RECORDS PROVIDED:
****
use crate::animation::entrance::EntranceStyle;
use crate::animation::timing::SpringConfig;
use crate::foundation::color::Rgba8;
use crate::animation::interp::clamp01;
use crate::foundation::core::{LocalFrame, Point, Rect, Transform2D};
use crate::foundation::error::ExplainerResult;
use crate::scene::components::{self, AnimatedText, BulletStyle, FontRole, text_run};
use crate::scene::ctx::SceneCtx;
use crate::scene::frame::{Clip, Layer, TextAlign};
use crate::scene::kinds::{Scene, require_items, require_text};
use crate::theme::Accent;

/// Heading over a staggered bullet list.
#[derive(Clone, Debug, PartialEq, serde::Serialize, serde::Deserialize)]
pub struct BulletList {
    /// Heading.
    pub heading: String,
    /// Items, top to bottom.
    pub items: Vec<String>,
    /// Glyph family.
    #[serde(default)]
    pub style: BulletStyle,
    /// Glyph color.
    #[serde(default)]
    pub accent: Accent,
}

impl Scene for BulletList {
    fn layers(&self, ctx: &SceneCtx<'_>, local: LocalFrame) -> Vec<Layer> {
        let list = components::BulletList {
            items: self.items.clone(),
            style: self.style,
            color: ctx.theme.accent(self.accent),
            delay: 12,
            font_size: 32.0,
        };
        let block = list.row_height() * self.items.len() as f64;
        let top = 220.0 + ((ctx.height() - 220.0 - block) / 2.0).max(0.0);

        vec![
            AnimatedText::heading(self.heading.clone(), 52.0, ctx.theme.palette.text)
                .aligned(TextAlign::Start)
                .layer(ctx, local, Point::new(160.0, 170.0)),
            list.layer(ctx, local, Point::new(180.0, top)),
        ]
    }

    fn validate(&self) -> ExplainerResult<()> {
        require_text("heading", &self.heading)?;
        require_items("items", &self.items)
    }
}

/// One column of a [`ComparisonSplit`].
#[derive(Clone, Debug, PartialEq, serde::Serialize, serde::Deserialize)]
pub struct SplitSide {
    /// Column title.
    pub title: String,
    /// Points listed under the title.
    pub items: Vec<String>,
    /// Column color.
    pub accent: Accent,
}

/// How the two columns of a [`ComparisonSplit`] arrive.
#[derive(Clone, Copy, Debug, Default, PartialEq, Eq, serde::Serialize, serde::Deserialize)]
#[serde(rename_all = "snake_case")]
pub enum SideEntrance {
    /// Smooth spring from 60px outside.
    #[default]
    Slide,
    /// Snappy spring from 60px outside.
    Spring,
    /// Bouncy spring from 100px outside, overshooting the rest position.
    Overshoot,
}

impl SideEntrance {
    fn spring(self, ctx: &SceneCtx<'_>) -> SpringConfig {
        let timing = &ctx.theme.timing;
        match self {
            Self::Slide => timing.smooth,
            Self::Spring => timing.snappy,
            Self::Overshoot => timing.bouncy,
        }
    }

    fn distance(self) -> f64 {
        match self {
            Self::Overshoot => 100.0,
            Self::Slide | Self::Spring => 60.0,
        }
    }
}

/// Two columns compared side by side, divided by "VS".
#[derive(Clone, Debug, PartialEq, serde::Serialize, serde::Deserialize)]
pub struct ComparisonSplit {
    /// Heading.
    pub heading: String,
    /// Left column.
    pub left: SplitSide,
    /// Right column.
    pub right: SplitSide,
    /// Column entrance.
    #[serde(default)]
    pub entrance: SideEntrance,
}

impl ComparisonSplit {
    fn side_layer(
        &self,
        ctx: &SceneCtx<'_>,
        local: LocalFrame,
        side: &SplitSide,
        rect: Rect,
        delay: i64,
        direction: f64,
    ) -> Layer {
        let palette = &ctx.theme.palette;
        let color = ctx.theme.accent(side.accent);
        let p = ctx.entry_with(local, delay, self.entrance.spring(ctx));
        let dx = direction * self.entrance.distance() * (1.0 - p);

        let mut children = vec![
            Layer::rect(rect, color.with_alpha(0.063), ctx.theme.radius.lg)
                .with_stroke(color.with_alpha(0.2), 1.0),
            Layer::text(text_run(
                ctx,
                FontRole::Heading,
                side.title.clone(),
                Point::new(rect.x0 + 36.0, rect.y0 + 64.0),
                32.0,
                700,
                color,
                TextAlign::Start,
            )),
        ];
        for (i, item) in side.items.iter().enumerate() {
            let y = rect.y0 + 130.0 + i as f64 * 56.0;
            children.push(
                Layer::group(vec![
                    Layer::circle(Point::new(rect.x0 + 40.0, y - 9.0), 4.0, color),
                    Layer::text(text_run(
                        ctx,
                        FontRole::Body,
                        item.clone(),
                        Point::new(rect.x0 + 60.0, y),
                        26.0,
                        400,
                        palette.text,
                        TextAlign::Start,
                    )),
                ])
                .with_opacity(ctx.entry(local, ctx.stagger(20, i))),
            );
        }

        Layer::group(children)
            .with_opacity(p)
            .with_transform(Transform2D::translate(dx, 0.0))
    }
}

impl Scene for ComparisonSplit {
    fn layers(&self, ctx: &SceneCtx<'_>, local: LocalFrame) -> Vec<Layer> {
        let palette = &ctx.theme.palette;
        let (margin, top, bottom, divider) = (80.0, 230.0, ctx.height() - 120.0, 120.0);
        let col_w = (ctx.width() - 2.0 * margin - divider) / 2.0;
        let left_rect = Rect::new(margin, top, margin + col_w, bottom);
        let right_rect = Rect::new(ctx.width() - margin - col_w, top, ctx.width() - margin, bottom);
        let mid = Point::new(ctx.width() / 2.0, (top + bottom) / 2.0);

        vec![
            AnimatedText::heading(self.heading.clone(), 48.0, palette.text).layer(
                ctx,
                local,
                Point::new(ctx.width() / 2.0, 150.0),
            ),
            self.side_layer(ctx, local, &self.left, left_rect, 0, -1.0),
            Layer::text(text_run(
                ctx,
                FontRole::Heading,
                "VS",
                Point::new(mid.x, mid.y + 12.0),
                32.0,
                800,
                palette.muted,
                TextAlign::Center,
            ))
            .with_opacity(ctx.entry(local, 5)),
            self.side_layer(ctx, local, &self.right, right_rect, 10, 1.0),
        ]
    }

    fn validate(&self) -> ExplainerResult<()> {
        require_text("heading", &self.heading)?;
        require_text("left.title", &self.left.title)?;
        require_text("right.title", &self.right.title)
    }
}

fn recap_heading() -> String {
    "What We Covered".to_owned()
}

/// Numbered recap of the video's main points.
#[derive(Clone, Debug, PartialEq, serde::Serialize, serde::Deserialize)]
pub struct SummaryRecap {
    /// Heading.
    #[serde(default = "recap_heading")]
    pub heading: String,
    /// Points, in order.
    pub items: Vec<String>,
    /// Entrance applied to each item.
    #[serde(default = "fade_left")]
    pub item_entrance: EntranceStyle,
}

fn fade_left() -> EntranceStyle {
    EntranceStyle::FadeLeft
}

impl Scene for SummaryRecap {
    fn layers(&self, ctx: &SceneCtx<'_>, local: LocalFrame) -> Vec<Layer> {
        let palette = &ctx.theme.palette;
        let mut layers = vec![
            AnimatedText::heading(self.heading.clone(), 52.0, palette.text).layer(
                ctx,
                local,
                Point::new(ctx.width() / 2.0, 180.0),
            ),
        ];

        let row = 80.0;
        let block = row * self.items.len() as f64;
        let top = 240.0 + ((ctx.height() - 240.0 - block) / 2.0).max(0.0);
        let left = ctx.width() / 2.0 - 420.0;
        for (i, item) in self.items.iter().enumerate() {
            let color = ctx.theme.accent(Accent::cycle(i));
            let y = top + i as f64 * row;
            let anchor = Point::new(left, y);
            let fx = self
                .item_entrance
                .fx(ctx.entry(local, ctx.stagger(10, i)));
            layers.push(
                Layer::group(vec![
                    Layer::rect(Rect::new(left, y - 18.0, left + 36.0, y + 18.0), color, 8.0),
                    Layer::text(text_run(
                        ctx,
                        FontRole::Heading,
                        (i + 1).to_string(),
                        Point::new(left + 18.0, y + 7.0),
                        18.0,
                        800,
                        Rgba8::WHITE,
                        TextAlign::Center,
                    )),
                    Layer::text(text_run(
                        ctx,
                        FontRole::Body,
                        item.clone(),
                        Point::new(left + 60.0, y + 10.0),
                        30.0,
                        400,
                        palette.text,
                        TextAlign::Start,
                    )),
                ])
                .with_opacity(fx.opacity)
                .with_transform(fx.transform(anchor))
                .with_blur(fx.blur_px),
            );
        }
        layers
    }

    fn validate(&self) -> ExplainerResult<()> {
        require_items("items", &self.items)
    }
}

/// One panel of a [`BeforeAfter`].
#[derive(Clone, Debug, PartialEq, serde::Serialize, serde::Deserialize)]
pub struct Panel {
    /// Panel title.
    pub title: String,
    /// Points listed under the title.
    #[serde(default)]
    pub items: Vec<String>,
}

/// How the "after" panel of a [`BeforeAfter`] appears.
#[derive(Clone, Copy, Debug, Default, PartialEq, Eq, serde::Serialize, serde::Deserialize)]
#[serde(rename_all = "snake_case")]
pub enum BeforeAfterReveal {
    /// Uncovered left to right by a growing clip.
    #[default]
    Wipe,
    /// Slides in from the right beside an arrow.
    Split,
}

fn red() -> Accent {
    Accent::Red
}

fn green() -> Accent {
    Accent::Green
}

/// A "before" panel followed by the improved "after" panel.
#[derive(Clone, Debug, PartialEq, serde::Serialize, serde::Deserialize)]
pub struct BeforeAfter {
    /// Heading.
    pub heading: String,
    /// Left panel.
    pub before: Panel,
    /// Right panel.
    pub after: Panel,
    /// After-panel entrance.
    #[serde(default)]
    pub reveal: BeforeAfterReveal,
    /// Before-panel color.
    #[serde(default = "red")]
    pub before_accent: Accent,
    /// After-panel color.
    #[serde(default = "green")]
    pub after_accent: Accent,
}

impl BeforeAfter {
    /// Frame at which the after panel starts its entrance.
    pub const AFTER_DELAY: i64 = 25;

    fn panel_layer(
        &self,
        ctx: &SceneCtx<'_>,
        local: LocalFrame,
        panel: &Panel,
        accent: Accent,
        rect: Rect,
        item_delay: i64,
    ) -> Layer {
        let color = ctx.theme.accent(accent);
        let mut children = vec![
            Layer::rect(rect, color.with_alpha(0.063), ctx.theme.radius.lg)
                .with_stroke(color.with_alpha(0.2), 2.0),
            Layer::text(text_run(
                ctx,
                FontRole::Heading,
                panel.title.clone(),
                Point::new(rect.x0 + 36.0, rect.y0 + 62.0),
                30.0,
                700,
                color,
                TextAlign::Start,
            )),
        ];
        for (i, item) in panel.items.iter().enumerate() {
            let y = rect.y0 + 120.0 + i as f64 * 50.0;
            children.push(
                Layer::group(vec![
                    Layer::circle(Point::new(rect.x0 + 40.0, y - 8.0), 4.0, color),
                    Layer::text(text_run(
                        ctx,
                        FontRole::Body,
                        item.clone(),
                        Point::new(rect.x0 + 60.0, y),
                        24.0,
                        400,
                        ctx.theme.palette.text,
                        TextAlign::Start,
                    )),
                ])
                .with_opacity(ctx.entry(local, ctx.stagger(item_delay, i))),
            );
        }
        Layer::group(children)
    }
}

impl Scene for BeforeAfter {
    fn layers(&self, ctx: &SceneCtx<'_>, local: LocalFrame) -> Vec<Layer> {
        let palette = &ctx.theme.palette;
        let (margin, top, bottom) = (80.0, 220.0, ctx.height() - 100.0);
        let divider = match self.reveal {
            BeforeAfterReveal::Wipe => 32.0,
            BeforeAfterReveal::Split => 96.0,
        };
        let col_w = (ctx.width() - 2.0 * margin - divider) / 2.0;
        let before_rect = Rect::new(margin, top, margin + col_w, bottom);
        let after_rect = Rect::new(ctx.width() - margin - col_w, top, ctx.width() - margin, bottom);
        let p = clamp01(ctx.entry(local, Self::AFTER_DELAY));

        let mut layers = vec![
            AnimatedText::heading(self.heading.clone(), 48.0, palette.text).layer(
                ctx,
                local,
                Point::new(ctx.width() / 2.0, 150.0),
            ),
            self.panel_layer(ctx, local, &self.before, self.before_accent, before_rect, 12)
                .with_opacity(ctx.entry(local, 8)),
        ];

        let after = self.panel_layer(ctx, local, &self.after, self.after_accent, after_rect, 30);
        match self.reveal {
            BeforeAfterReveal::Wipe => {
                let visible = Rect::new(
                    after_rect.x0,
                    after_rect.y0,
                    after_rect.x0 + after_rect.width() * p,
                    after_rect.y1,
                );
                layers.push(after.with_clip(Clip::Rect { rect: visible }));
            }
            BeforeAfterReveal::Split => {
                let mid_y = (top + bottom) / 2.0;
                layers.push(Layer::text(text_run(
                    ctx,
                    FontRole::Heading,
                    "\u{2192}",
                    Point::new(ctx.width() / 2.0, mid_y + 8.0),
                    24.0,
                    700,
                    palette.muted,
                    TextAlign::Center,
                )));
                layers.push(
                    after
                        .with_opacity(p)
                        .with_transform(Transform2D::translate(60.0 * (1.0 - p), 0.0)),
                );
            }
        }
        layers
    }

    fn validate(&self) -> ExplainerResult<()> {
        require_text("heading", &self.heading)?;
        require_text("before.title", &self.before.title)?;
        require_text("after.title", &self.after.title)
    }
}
****
PROBLEM DETAILS: Output exactly the leading lines of the data, up to and including the line marked by "staggered bullet list.".

THE ANSWER:
use crate::animation::entrance::EntranceStyle;
use crate::animation::timing::SpringConfig;
use crate::foundation::color::Rgba8;
use crate::animation::interp::clamp01;
use crate::foundation::core::{LocalFrame, Point, Rect, Transform2D};
use crate::foundation::error::ExplainerResult;
use crate::scene::components::{self, AnimatedText, BulletStyle, FontRole, text_run};
use crate::scene::ctx::SceneCtx;
use crate::scene::frame::{Clip, Layer, TextAlign};
use crate::scene::kinds::{Scene, require_items, require_text};
use crate::theme::Accent;

/// Heading over a staggered bullet list.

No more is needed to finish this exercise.